Why leave the palace?

As the story goes, Shakyamuni Buddha was a prince in northern India. Before his birth, it was prophesied that he was destined to become one of two things: a great political and military leader, or a great religious leader. His parents, the king and queen, hoped for their kindgon’s sake that it would be the former, and from the very earliest part of his life he was exposed to only the opulence of palace life, without any religious preaching admitted or suffering in sight. I suppose they reasoned that he would never turn to a religious life if he never encountered suffering — which is not so bad a bet.

Well, he grew up in luxury and married and had a child and never left the palace walls, until one night his curiosity got the best of him and he snuck outside with his charioteer. I guess he snuck out in a chariot, which seems a bit indiscreet if you’re creeping. Maybe this is a nod to the Bhagavad Gita? It helps your sales pitch if it seems that Lord Krishna has a subtle hand in your spiritual path.

Anyway. He gets out while being driven in a chariot, which is going at just the right speed such that he can encounter a sick person, an old person, and a corpse. He had never seen any of these before, so his charioteer explains what they are.

Shakyamuni is horrified and dismayed, until they encounter a mendicant, a traveling monk. The charioteer explains to him that this is one who has dedicated his life to finding the truth about life. Upon hearing this, Shakyamuni resolves to follow the path of the mendicant and seek the truth. He shaves his head, throws away his fancy clothes, gathers cloth from the garbage for his robes, and off he goes.

So the question is, why did he leave?

It’s hard to answer this about Shakyamuni, because this story is so overlaid with mythical elements that it’s hard to make sense of his context, let alone his decision (I mean, seriously, he never got a cold?). Still Buddhists take it as a model for entering the path: “home-leaving” is an important first step in practice. When we tell this story, we tell it about ourselves.
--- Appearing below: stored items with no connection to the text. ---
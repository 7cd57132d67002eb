//! Incremental JSON writer.
//!
//! The writer emits one well-formed JSON document as a sequence of
//! structural and typed value calls, deciding before every token
//! whether a comma or colon must precede it. State lives in an explicit
//! stack of context frames, one per open array or object; fragments go
//! straight to the sink, so the document never exists in memory as a
//! whole.

use super::value::{JsonValue, format_number};
use crate::io::OutputSink;
use crate::{Error, Result};
use chrono::{DateTime, Utc};

/// What kind of container a context frame tracks.
#[derive(Debug, Clone, Copy, PartialEq, Eq)]
enum ContextKind {
    Root,
    Array,
    Object,
}

/// Separator required before the next token at the current level.
#[derive(Debug, Clone, Copy, PartialEq, Eq)]
enum WriterStatus {
    NoSeparator,
    NeedsComma,
    NeedsColon,
}

/// One frame of the writer's context stack.
#[derive(Debug)]
struct WriterContext {
    kind: ContextKind,
    /// Values already written at this level; decides comma insertion.
    item_index: usize,
    /// A field name was just written, so a colon comes next.
    pending_field: bool,
}

impl WriterContext {
    fn new(kind: ContextKind) -> Self {
        Self {
            kind,
            item_index: 0,
            pending_field: false,
        }
    }

    fn status(&self) -> WriterStatus {
        if self.pending_field {
            WriterStatus::NeedsColon
        } else if self.item_index > 0 {
            WriterStatus::NeedsComma
        } else {
            WriterStatus::NoSeparator
        }
    }

    /// Consumes one value slot at this level.
    fn note_value(&mut self) {
        self.item_index += 1;
        self.pending_field = false;
    }
}

/// Writer for JSON documents that may be very large.
///
/// Fragments are appended to an [`OutputSink`] as they are produced, so
/// the document never needs to fit in memory. The sink is opened lazily
/// on the first write.
#[derive(Debug)]
pub struct JsonWriter<S: OutputSink> {
    sink: S,
    stack: Vec<WriterContext>,
}

impl<S: OutputSink> JsonWriter<S> {
    /// Creates a writer bound to the given sink.
    pub fn new(sink: S) -> Self {
        Self {
            sink,
            stack: vec![WriterContext::new(ContextKind::Root)],
        }
    }

    /// Starts a new array (`[`).
    ///
    /// # Errors
    ///
    /// Returns an error if writing to the sink fails.
    pub fn start_array(&mut self) -> Result<()> {
        self.write_separator()?;
        self.current().note_value();
        self.stack.push(WriterContext::new(ContextKind::Array));
        self.write("[")
    }

    /// Ends the current array (`]`).
    ///
    /// # Errors
    ///
    /// Returns [`Error::InvalidWriterState`] if the current container is
    /// not an array, or if this would close past the document root.
    pub fn end_array(&mut self) -> Result<()> {
        self.pop(ContextKind::Array)?;
        self.write("]")
    }

    /// Starts a new object (`{`).
    ///
    /// # Errors
    ///
    /// Returns an error if writing to the sink fails.
    pub fn start_object(&mut self) -> Result<()> {
        self.write_separator()?;
        self.current().note_value();
        self.stack.push(WriterContext::new(ContextKind::Object));
        self.write("{")
    }

    /// Ends the current object (`}`).
    ///
    /// # Errors
    ///
    /// Returns [`Error::InvalidWriterState`] if the current container is
    /// not an object, or if this would close past the document root.
    pub fn end_object(&mut self) -> Result<()> {
        self.pop(ContextKind::Object)?;
        self.write("}")
    }

    /// Writes a field name. The next value written belongs to it.
    ///
    /// # Errors
    ///
    /// Returns an error if writing to the sink fails.
    pub fn field_name(&mut self, name: &str) -> Result<()> {
        self.write_separator()?;
        self.current().pending_field = true;
        let escaped = escape_string(name);
        self.write(&format!("\"{escaped}\""))
    }

    /// Writes a string value. Embedded quotes and control characters
    /// are escaped.
    ///
    /// # Errors
    ///
    /// Returns an error if writing to the sink fails.
    pub fn string_value(&mut self, value: &str) -> Result<()> {
        self.write_separator()?;
        self.current().note_value();
        let escaped = escape_string(value);
        self.write(&format!("\"{escaped}\""))
    }

    /// Writes a numeric value.
    ///
    /// # Errors
    ///
    /// Returns [`Error::UnsupportedValueType`] for non-finite numbers;
    /// JSON has no representation for NaN or infinity.
    pub fn number_value(&mut self, value: f64) -> Result<()> {
        if !value.is_finite() {
            return Err(Error::UnsupportedValueType(format!(
                "non-finite number {value}"
            )));
        }
        self.write_separator()?;
        self.current().note_value();
        self.write(&format_number(value))
    }

    /// Writes `true` or `false`.
    ///
    /// # Errors
    ///
    /// Returns an error if writing to the sink fails.
    pub fn bool_value(&mut self, value: bool) -> Result<()> {
        self.write_separator()?;
        self.current().note_value();
        self.write(if value { "true" } else { "false" })
    }

    /// Writes a date value as integer milliseconds since the Unix
    /// epoch. JSON has no native date type.
    ///
    /// # Errors
    ///
    /// Returns an error if writing to the sink fails.
    pub fn date_value(&mut self, value: DateTime<Utc>) -> Result<()> {
        self.write_separator()?;
        self.current().note_value();
        self.write(&value.timestamp_millis().to_string())
    }

    /// Writes `null`.
    ///
    /// # Errors
    ///
    /// Returns an error if writing to the sink fails.
    pub fn null_value(&mut self) -> Result<()> {
        self.write_separator()?;
        self.current().note_value();
        self.write("null")
    }

    /// Writes a complete string field.
    ///
    /// # Errors
    ///
    /// Returns an error if writing to the sink fails.
    pub fn string_field(&mut self, name: &str, value: &str) -> Result<()> {
        self.field_name(name)?;
        self.string_value(value)
    }

    /// Writes a complete numeric field.
    ///
    /// # Errors
    ///
    /// Returns an error if the value is non-finite or the sink fails.
    pub fn number_field(&mut self, name: &str, value: f64) -> Result<()> {
        self.field_name(name)?;
        self.number_value(value)
    }

    /// Writes a complete boolean field.
    ///
    /// # Errors
    ///
    /// Returns an error if writing to the sink fails.
    pub fn bool_field(&mut self, name: &str, value: bool) -> Result<()> {
        self.field_name(name)?;
        self.bool_value(value)
    }

    /// Writes a complete date field.
    ///
    /// # Errors
    ///
    /// Returns an error if writing to the sink fails.
    pub fn date_field(&mut self, name: &str, value: DateTime<Utc>) -> Result<()> {
        self.field_name(name)?;
        self.date_value(value)
    }

    /// Writes a named array opener (`"name":[`).
    ///
    /// # Errors
    ///
    /// Returns an error if writing to the sink fails.
    pub fn array_field_start(&mut self, name: &str) -> Result<()> {
        self.field_name(name)?;
        self.start_array()
    }

    /// Writes a named object opener (`"name":{`).
    ///
    /// # Errors
    ///
    /// Returns an error if writing to the sink fails.
    pub fn object_field_start(&mut self, name: &str) -> Result<()> {
        self.field_name(name)?;
        self.start_object()
    }

    /// Writes an entire ad hoc nested value in one call by matching on
    /// the tag.
    ///
    /// # Errors
    ///
    /// Returns [`Error::UnsupportedValueType`] if a leaf cannot be
    /// expressed in JSON (non-finite number).
    pub fn write_value(&mut self, value: &JsonValue) -> Result<()> {
        match value {
            JsonValue::String(s) => self.string_value(s),
            JsonValue::Number(n) => self.number_value(*n),
            JsonValue::Bool(b) => self.bool_value(*b),
            JsonValue::Date(d) => self.date_value(*d),
            JsonValue::Null => self.null_value(),
            JsonValue::Array(items) => {
                self.start_array()?;
                for item in items {
                    self.write_value(item)?;
                }
                self.end_array()
            }
            JsonValue::Object(map) => {
                self.start_object()?;
                for (key, field) in map.iter() {
                    self.field_name(key)?;
                    self.write_value(field)?;
                }
                self.end_object()
            }
        }
    }

    /// Writes a complete field holding an ad hoc nested value.
    ///
    /// # Errors
    ///
    /// Returns an error if a leaf is unsupported or the sink fails.
    pub fn value_field(&mut self, name: &str, value: &JsonValue) -> Result<()> {
        self.field_name(name)?;
        self.write_value(value)
    }

    /// Closes the underlying sink.
    ///
    /// # Errors
    ///
    /// Returns an error if flushing the sink fails.
    pub fn close(&mut self) -> Result<()> {
        self.sink.close()
    }

    /// Closes the sink and reads the document back as a string.
    ///
    /// Intended for in-memory targets and tests; reading back a large
    /// file-backed document defeats the purpose of the streaming
    /// writer.
    ///
    /// # Errors
    ///
    /// Returns an error if the sink cannot be read back.
    pub fn into_string(mut self) -> Result<String> {
        self.sink.read_back()
    }

    fn current(&mut self) -> &mut WriterContext {
        // The root frame is never popped, so the stack is never empty.
        self.stack
            .last_mut()
            .unwrap_or_else(|| unreachable!("writer context stack is never empty"))
    }

    fn pop(&mut self, expected: ContextKind) -> Result<()> {
        let kind = self.stack.last().map(|c| c.kind);
        match kind {
            Some(k) if k == expected => {
                self.stack.pop();
                Ok(())
            }
            Some(ContextKind::Root) | None => Err(Error::InvalidWriterState(
                "attempted to close past the document root".to_string(),
            )),
            Some(other) => Err(Error::InvalidWriterState(format!(
                "attempted to close {expected:?} but current container is {other:?}"
            ))),
        }
    }

    fn write_separator(&mut self) -> Result<()> {
        let status = self.current().status();
        match status {
            WriterStatus::NeedsComma => self.write(","),
            WriterStatus::NeedsColon => self.write(":"),
            WriterStatus::NoSeparator => Ok(()),
        }
    }

    /// Appends text to the sink, opening it on first use.
    fn write(&mut self, text: &str) -> Result<()> {
        if !self.sink.is_open() {
            self.sink.open()?;
        }
        self.sink.append(text)
    }
}

/// Escapes a string for embedding between JSON quotes.
fn escape_string(value: &str) -> String {
    let mut out = String::with_capacity(value.len());
    for c in value.chars() {
        match c {
            '"' => out.push_str("\\\""),
            '\\' => out.push_str("\\\\"),
            '\n' => out.push_str("\\n"),
            '\r' => out.push_str("\\r"),
            '\t' => out.push_str("\\t"),
            '\u{8}' => out.push_str("\\b"),
            '\u{c}' => out.push_str("\\f"),
            c if (c as u32) < 0x20 => {
                out.push_str(&format!("\\u{:04x}", c as u32));
            }
            c => out.push(c),
        }
    }
    out
}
It’s about the Buddha — sure — it’s about the practice — fine — but it’s really about ourselves, only each of our individual selves. It’s about our lives.

So why leave home? Why leave security and comfort, even pleasure, in favor of a difficult journey, with no promise of success, and a decent risk of failure (which in Shakyamuni’s case almost surely meant death — and like, death by tiger. Or dysentery. Not pleasant.)? Why take up the pain, rather than keep it at an arm’s length?
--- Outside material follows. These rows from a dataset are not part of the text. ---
//! Streaming profile import into a health store.

use super::creators::create_record;
use super::handlers::RecordAccumulatorHandler;
use super::profile::Profile;
use crate::export::DOC_TYPE;
use crate::json::JsonReader;
use crate::models::Record;
use crate::store::HealthStore;
use crate::{Error, Result};
use std::cell::{Cell, RefCell};
use tracing::{debug, info};

/// Records buffered between store saves.
const BATCH_SIZE: usize = 1000;

/// Outcome of one import run.
#[derive(Debug, Clone, PartialEq, Eq)]
pub struct ImportSummary {
    /// Profile name from the document's metadata block.
    pub profile_name: String,
    /// Records saved to the store.
    pub records_imported: usize,
}

/// Imports a profile document into a store.
///
/// The format discriminator in the metadata block is verified before
/// any store write occurs; a document of any other type fails the whole
/// import up front. Records then stream through the accumulator handler
/// one at a time and are saved in batches.
#[derive(Debug)]
pub struct ProfileImporter {
    batch_size: usize,
}

impl ProfileImporter {
    /// Creates an importer with the default batch size.
    #[must_use]
    pub fn new() -> Self {
        Self {
            batch_size: BATCH_SIZE,
        }
    }

    /// Runs one import.
    ///
    /// # Errors
    ///
    /// Returns [`Error::UnsupportedProfileType`] if the document is not
    /// in the supported format, or any read, creation or store error.
    pub fn import(
        &self,
        store: &mut dyn HealthStore,
        profile: &Profile,
    ) -> Result<ImportSummary> {
        let metadata = profile.load_metadata()?;
        if metadata.doc_type != DOC_TYPE {
            return Err(Error::UnsupportedProfileType(metadata.doc_type));
        }
        info!(
            profile = metadata.profile_name.as_str(),
            file = profile.file_name.as_str(),
            "importing profile"
        );

        let store = RefCell::new(store);
        let pending: RefCell<Vec<Record>> = RefCell::new(Vec::new());
        let imported = Cell::new(0_usize);
        {
            let handler = RecordAccumulatorHandler::new(|fields, type_name| {
                let record = create_record(type_name, &fields)?;
                let mut batch = pending.borrow_mut();
                batch.push(record);
                imported.set(imported.get() + 1);
                if batch.len() >= self.batch_size {
                    let drained: Vec<Record> = batch.drain(..).collect();
                    drop(batch);
                    debug!(count = drained.len(), "saving record batch");
                    store.borrow_mut().save(drained)?;
                }
                Ok(())
            });
            JsonReader::read_file(profile.path(), handler)?;
        }

        let rest = pending.into_inner();
        if !rest.is_empty() {
            store.into_inner().save(rest)?;
        }

        let summary = ImportSummary {
            profile_name: metadata.profile_name,
            records_imported: imported.get(),
        };
        info!(
            profile = summary.profile_name.as_str(),
            records = summary.records_imported,
            "import finished"
        );
        Ok(summary)
    }
}

impl Default for ProfileImporter {
    fn default() -> Self {
        Self::new()
    }
}

#[cfg(test)]
mod tests {
    use super::*;
    use crate::store::{InMemoryHealthStore, RecordFilter};

    const DOC: &str = "{\"metaData\":{\"creationDate\":1700000000000,\
        \"profileName\":\"Maria\",\"version\":\"1.0.0\",\
        \"type\":\"JsonSingleDocExportTarget\"},\
        \"userData\":{\"biologicalSex\":2},\
        \"HKQuantityTypeIdentifierStepCount\":{\"unit\":\"count\",\
        \"data\":[{\"sdate\":1700000000000,\"value\":11,\"unit\":\"count\"},\
        {\"sdate\":1700000060000,\"value\":12,\"unit\":\"count\"}]},\
        \"HKCategoryTypeIdentifierSleepAnalysis\":[\
        {\"sdate\":1700000000000,\"edate\":1700003600000,\"value\":1}]}";

    fn profile_with(dir: &tempfile::TempDir, doc: &str) -> Profile {
        let path = dir.path().join("p.json.hsg");
        std::fs::write(&path, doc).unwrap();
        Profile::at(&path).unwrap()
    }

    #[test]
    fn test_import_saves_all_records() {
        let dir = tempfile::tempdir().unwrap();
        let profile = profile_with(&dir, DOC);
        let mut store = InMemoryHealthStore::new();

        let summary = ProfileImporter::new().import(&mut store, &profile).unwrap();
        assert_eq!(summary.profile_name, "Maria");
        assert_eq!(summary.records_imported, 3);
        assert_eq!(store.count_of_type("HKQuantityTypeIdentifierStepCount"), 2);
        assert_eq!(store.count_of_type("HKCategoryTypeIdentifierSleepAnalysis"), 1);

        // Imported records belong to this application's source.
        let page = store
            .fetch_page(
                "HKQuantityTypeIdentifierStepCount",
                RecordFilter::FromThisSource,
                None,
                10,
            )
            .unwrap();
        assert_eq!(page.records.len(), 2);
    }

    #[test]
    fn test_wrong_doc_type_fails_before_any_write() {
        let doc = DOC.replace("JsonSingleDocExportTarget", "CsvExportTarget");
        let dir = tempfile::tempdir().unwrap();
        let profile = profile_with(&dir, &doc);
        let mut store = InMemoryHealthStore::new();

        let err = ProfileImporter::new().import(&mut store, &profile).unwrap_err();
        assert!(matches!(err, Error::UnsupportedProfileType(_)));
        assert!(store.is_empty());
    }
}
I am quick to answer, “Because the truth is there, and what’s here only obscures the truth!”

To which my teacher responds, “How do you know?”

Which is a good question.

Why risk comfort in service of truth, when you don’t even know if the truth is out there? I’ve been trying to avoid it as I’ve been writing, but when I type, “the truth is out there,” it makes me sound like a conspiracy theorist. How could you possibly know? Shakyamuni, you paranoid maniac, what were you thinking? What could you possibly achieve out there, with your impulsive searching?

As I reflect on what led me to enter my own spiritual path, I think it had less to do with what was promised at some point beyond where I was — the truth of liberation, somewhere in a different time and place — and more to do with the truth that had been let in just by my life being my life. We see suffering because suffering is here, and our familiar paths, while comfortable and predictable, seem to promise only a deeper surrender to it.

If there’s suffering out there, it only drives home the point further — there’s no escaping it! It’s inside the palace as well as outside of it. When Shakyamuni saw sickness, old age, and death, did he not have to revisit his understanding of his only healthy body, and that of his consorts and wife and friends and parents? of his child? It’s not that the truth was out there — it was that the truth of this world already lived in him and in everyone and everything he knew. There was no hiding from it. There was no self-deception that could find purchase against such a clear truth, so deep was the penetration of what’s-going-on.

If you can’t hide from it, and if you can’t push it away, what’s left to do than to face it directly and energetically? To hold all things, especially security and comfort, in a permanent state of suspicion? And to trust that it’s possible to be, somehow, free?

Whether its the pull of truth or the push of suffering, I don’t think Shakyamuni would have given a good reason one way or another. He came to a place in his life where it was just time to take another step. Maybe for Shakyamuni, home-leaving came like fruit falling from the tree.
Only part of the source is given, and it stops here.